In [42]:
import os
from nltk.corpus import stopwords
from nltk.tokenize import word_tokenize
from typing import List, Dict, Tuple, Union
import string
import pickle
# nltk.download('punkt')
# nltk.download('stopwords')

ORIGINAL_PATH = os.path.join(os.getcwd(), os.pardir, os.pardir, 'Dataset')

In [43]:
# import os
# import random
# word_list = ['Number', 'of', 'words', 'in', 'a', 'document', 'is', 'not', 'fixed', 'and', 'can', 'vary', 'from', 'document', 'to', 'document', 'but', 'the',
# 			 'average', 'number', 'of', 'words', 'in', 'a', 'document', 'is', 'around', '200', 'to', '300', 'words', 'and', 'the', 'maximum', 'number', 'of', 'words', 'in', 'a', 'document', 'is', 'around', '1000', 'words']
# path = os.path.join(os.getcwd(), 'DS2')
# os.makedirs("DS2")
# for i2 in range(10):
# 	random.seed(i2)
# 	random_indexes = random.sample(range(0, len(word_list)), 10)
# 	filename1 = "a" + str(i2+1).zfill(2)
#
# 	with open(os.path.join(path, filename1), 'w') as f:
# 		for j2 in random_indexes:
# 			f.write(word_list[j2] + " ")

In [45]:
class BigramIndex:
    def __init__(self, path: str) -> None:
        """
        Initialize the BigramIndex object.
        :param path: The path to the collection of documents.
        """

        self.docs: int = 0
        self.index: Dict[str, Tuple[int, List[str]]] = {}
        self.PATH: str = path
        self.buildIndex()


    def buildIndex(self) -> None:
        """
        Build the bigram inverted index by processing each document in the collection.
        Process includes lower-casing, tokenizing, removing stopwords, punctuations and blank spaces.
        """

        for filename in os.listdir(self.PATH):
            self.docs += 1

            with open(os.path.join(self.PATH, filename), 'r') as f:
                content = f.read()

            # Tokenize and lower case
            tokens = word_tokenize(content.lower())
            # Remove stopwords
            tokens = [token for token in tokens if token not in stopwords.words("english")]
            # Remove punctuation
            tokens = [token.translate(str.maketrans("", "", string.punctuation)) for token in tokens]
            # Remove blank spaces
            tokens = [token for token in tokens if token.strip()]

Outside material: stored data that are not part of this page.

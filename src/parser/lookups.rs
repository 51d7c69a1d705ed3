use std::collections::HashMap;

use crate::{
    ast::ast::{ExprWrapper, StmtWrapper},
    errors::errors::ParseError,
    lexer::tokens::TokenKind,
};

use super::{expr::*, parser::Parser, stmt::*};

/// Expression binding powers, weakest to strongest. `PartialOrd` on the
/// declaration order is the whole precedence relation; each level consumes
/// its operands greedily before yielding to a weaker one.
#[derive(PartialEq, PartialOrd, Clone, Copy, Debug)]
pub enum BindingPower {
    Default,
    Equality,
    Relational,
    Additive,
    Multiplicative,
    Unary,
    Call,
}

pub type StmtHandler = fn(&mut Parser) -> Result<StmtWrapper, ParseError>;
pub type NUDHandler = fn(&mut Parser) -> Result<ExprWrapper, ParseError>;
pub type LEDHandler = fn(&mut Parser, ExprWrapper, BindingPower) -> Result<ExprWrapper, ParseError>;

pub fn create_token_lookups(parser: &mut Parser) {
    // Literals and symbols
    parser.nud(TokenKind::Identifier, parse_primary_expr);
    parser.nud(TokenKind::Integer, parse_primary_expr);
    parser.nud(TokenKind::Bang, parse_prefix_expr);
    parser.nud(TokenKind::Minus, parse_prefix_expr);

    // Statements
    parser.stmt(TokenKind::Let, parse_let_stmt);
    parser.stmt(TokenKind::Return, parse_return_stmt);

    // No led handlers registered yet; parse_expr consults the led and
    // binding power tables all the same, so infix operators are a
    // `parser.led(kind, power, handler)` call away.
}

// Lookup tables inside parser struct, so it's easier
pub type StmtLookup = HashMap<TokenKind, StmtHandler>;
pub type NUDLookup = HashMap<TokenKind, NUDHandler>;
pub type LEDLookup = HashMap<TokenKind, LEDHandler>;
pub type BPLookup = HashMap<TokenKind, BindingPower>;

            # Add biwords to index
            for b in range(len(tokens) - 1):
                biword = tokens[b] + " " + tokens[b+1]
                if biword not in self.index:
                    self.index[biword] = (0, [filename])
                else:
                    self.index[biword][1].append(filename)

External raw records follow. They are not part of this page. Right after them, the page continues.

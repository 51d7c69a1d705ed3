use thiserror::Error;

use crate::lexer::tokens::TokenKind;

/// A syntactic diagnostic. The `Display` output is the exact message shown
/// to the user; the parser collects these in order instead of aborting.
#[derive(Error, Debug, Clone, PartialEq, Eq)]
pub enum ParseError {
    #[error("expected next token to be {expected}, got {found} instead")]
    UnexpectedToken {
        expected: TokenKind,
        found: TokenKind,
    },
    #[error("no prefix parse function for {kind} found")]
    NoPrefixRule { kind: TokenKind },
    #[error("could not parse {literal} as integer")]
    MalformedInteger { literal: String },
}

            # Sort unique postings
            for token in self.index:
                self.index[token] = (len(self.index[token][1]), sorted(list(set(self.index[token][1]))))

        print("Finished Building Index")


    def getPostingList(self, term: str) -> Tuple[int, List[str]]:
        """
        Get the posting list for a term.
        :param term: The term to get the posting list for.
        :return: The posting list for the term as well as the frequency of the term in the collection.
        """

        return self.index[term] if term in self.index else (0, [])

    def singleWordPostingList(self, term: str) -> Tuple[int, List[str]]:
        """
        Get the posting list for a term.
        :param term: The term to get the posting list for.
        :return: The posting list for the term as well as the frequency of the term in the collection.
        """

        posting_list = []
        # Search all keys in index which contain the term and append the posting list to the list
        for key in self.index:
            if term in key:
                posting_list.append(self.index[key][1])

        # Sort unique postings
        posting_list = sorted(list(set(posting_list)))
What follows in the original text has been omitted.